Source material:
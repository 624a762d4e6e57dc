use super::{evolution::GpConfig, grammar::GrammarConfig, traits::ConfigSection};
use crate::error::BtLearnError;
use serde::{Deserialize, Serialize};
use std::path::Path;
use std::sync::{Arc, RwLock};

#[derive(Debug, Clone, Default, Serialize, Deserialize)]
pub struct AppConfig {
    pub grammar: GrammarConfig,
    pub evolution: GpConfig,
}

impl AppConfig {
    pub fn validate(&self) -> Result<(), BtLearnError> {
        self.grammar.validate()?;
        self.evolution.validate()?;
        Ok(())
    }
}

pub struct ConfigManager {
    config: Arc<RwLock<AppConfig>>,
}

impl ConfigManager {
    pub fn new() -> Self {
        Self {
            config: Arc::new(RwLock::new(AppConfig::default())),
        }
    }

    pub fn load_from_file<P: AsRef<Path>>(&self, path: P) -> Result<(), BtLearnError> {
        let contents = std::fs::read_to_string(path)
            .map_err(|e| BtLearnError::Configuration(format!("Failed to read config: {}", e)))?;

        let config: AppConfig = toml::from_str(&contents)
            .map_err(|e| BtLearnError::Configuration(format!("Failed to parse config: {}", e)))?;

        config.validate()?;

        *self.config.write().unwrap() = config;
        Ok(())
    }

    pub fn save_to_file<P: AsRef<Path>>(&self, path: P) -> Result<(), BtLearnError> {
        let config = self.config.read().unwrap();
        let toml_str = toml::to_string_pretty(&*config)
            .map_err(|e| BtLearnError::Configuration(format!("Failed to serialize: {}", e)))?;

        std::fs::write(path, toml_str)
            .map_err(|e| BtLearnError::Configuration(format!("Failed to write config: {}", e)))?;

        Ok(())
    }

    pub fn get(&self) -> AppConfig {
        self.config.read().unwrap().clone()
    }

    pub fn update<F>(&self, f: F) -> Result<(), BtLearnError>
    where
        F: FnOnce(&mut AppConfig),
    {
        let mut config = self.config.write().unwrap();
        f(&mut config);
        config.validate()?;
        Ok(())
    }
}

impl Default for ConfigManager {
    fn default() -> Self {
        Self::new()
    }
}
---
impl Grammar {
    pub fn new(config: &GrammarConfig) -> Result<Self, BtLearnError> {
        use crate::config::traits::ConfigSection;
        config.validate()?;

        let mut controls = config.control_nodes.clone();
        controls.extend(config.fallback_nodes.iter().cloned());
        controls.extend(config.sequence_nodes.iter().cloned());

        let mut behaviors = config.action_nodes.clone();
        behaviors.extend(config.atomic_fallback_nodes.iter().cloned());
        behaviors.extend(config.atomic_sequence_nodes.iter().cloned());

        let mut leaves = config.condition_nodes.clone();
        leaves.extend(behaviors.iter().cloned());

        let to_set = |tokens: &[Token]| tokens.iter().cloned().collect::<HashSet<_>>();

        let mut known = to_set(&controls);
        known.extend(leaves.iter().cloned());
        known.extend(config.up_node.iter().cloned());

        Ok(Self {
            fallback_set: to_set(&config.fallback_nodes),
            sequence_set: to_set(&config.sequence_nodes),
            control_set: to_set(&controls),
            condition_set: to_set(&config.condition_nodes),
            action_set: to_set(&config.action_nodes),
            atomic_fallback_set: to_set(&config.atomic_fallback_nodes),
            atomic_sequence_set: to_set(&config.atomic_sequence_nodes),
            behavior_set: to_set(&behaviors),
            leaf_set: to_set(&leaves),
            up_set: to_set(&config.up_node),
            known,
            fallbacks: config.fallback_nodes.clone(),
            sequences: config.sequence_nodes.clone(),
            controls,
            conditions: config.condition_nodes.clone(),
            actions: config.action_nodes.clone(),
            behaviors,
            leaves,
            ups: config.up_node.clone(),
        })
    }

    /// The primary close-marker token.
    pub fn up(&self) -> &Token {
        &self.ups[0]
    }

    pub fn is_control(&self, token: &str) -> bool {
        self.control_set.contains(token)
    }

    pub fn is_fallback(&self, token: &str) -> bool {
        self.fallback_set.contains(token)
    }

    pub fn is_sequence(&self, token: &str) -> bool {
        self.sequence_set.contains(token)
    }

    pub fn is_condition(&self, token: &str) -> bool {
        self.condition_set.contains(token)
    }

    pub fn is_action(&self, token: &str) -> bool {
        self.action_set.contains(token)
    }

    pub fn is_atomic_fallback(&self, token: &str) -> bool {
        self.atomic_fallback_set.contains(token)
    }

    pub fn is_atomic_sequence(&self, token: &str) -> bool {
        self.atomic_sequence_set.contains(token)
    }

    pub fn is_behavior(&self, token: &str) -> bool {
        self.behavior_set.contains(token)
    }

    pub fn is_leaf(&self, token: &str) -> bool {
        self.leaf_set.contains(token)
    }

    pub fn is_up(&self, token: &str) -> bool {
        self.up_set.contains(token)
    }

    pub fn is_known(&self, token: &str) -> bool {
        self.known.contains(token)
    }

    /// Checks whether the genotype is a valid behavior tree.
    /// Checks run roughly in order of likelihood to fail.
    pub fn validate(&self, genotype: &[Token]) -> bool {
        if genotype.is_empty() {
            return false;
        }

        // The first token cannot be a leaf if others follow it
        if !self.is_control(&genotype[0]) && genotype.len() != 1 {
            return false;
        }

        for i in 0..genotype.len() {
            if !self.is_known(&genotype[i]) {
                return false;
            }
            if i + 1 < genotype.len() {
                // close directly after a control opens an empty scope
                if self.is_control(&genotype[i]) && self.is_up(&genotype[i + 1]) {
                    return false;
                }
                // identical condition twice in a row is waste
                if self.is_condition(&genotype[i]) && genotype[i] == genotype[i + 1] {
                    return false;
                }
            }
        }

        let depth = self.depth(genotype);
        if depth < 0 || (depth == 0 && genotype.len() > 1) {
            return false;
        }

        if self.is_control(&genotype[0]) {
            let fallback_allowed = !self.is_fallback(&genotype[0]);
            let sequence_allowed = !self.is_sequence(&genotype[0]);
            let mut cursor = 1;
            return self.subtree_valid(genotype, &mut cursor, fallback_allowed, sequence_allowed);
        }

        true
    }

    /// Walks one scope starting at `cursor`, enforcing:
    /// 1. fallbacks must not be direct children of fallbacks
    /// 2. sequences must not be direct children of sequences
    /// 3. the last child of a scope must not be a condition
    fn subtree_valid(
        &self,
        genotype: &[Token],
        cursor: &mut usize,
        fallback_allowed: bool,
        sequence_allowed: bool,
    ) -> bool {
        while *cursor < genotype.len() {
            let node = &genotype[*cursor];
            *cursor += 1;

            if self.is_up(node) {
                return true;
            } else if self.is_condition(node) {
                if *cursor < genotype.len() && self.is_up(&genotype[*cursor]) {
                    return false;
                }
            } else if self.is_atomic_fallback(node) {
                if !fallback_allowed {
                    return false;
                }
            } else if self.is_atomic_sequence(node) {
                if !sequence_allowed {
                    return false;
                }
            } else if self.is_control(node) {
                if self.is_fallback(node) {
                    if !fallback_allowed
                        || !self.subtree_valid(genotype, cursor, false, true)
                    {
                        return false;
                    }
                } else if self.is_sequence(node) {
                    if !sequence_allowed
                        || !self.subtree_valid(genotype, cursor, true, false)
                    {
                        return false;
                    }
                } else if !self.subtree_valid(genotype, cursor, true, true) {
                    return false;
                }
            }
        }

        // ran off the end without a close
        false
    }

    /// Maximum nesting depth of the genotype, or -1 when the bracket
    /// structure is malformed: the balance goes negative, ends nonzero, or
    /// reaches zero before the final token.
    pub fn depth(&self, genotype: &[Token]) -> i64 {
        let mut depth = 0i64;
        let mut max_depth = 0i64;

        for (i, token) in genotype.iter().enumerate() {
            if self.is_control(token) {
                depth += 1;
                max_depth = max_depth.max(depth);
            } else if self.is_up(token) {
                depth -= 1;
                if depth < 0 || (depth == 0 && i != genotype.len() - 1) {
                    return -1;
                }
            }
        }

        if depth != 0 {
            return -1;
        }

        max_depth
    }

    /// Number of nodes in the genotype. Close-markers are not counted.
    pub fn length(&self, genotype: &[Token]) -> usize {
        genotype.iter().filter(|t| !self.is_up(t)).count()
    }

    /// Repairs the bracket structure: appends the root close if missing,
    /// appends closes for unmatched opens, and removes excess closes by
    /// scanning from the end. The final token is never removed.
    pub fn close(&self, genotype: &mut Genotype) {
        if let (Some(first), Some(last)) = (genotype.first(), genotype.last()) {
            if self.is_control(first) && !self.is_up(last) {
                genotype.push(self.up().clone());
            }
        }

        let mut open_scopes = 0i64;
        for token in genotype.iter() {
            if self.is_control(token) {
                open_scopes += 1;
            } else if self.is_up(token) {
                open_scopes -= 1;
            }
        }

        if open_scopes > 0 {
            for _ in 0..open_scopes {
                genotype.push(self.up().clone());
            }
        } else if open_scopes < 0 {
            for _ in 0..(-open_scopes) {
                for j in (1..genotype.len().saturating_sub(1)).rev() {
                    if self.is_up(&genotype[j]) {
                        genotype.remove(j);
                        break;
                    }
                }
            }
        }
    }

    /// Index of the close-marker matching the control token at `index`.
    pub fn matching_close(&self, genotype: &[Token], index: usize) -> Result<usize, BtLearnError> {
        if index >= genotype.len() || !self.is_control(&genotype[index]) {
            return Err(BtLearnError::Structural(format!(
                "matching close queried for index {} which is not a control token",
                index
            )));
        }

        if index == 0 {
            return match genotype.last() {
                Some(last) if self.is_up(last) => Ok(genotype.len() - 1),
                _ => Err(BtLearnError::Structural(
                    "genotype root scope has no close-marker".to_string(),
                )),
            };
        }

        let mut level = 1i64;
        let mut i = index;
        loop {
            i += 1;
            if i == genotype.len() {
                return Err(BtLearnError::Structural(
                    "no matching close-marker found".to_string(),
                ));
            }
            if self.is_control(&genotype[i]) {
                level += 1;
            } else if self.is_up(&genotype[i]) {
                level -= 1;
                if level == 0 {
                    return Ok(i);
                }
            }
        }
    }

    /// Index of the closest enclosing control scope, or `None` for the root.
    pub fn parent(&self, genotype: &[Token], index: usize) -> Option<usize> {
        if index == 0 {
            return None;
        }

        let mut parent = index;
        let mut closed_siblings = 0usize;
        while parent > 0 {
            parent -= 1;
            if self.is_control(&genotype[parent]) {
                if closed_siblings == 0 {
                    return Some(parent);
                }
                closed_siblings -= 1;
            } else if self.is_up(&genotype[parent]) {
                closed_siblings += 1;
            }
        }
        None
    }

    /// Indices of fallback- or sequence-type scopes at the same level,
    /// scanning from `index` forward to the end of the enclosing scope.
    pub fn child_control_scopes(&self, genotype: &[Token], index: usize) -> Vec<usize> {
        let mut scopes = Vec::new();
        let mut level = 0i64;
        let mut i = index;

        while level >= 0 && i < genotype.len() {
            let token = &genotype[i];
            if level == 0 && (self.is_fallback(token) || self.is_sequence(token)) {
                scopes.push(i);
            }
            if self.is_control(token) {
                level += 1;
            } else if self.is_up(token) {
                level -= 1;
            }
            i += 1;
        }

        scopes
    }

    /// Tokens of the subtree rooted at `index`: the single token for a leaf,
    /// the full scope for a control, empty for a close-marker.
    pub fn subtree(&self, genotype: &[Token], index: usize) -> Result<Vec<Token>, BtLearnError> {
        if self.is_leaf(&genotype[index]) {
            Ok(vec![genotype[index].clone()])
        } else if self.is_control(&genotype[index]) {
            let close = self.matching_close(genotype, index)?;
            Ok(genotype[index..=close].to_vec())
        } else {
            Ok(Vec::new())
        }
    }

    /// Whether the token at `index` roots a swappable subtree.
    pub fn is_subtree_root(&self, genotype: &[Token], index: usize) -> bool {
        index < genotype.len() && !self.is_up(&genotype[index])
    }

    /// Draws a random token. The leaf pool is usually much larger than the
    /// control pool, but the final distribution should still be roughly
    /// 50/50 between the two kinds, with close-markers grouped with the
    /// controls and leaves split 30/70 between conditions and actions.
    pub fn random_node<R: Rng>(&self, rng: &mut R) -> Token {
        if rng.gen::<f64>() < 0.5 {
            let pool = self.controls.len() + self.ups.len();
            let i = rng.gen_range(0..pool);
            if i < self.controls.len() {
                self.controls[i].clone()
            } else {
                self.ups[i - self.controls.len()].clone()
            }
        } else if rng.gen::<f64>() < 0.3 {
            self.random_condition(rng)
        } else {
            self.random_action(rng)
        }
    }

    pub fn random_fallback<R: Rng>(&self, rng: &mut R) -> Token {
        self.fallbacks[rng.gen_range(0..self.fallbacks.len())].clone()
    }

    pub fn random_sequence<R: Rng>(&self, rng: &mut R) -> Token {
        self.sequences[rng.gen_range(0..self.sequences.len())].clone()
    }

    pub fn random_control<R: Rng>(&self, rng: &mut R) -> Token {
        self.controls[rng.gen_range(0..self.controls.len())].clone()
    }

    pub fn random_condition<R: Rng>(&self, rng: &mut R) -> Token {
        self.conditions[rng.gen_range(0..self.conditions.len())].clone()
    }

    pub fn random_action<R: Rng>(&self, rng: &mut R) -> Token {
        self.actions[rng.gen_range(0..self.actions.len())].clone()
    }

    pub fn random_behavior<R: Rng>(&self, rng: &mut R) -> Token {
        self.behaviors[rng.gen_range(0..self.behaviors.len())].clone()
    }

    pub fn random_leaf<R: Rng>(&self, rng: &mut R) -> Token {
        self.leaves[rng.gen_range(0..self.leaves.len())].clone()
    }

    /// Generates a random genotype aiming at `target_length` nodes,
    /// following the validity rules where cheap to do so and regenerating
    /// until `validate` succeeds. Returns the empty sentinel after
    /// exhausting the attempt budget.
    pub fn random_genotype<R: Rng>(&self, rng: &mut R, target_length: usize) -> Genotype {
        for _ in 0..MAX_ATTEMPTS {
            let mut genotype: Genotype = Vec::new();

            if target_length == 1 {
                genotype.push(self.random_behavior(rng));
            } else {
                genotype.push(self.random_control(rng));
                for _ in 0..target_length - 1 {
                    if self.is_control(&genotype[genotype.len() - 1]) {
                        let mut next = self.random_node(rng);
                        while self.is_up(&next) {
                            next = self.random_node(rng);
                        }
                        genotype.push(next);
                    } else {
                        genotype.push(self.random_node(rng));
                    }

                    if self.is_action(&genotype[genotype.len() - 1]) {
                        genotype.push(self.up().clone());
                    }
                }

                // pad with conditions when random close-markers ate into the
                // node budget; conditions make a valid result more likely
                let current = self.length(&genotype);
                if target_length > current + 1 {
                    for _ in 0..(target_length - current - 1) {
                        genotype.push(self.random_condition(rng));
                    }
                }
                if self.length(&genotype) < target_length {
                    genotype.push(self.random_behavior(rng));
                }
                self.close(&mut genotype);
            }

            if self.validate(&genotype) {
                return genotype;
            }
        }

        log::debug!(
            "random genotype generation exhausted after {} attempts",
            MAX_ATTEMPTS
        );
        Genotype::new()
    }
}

About this task:
Find the word "markers" in the records, and report each line that has it.

Expected answer:
    /// Number of nodes in the genotype. Close-markers are not counted.
    /// 50/50 between the two kinds, with close-markers grouped with the
                // pad with conditions when random close-markers ate into the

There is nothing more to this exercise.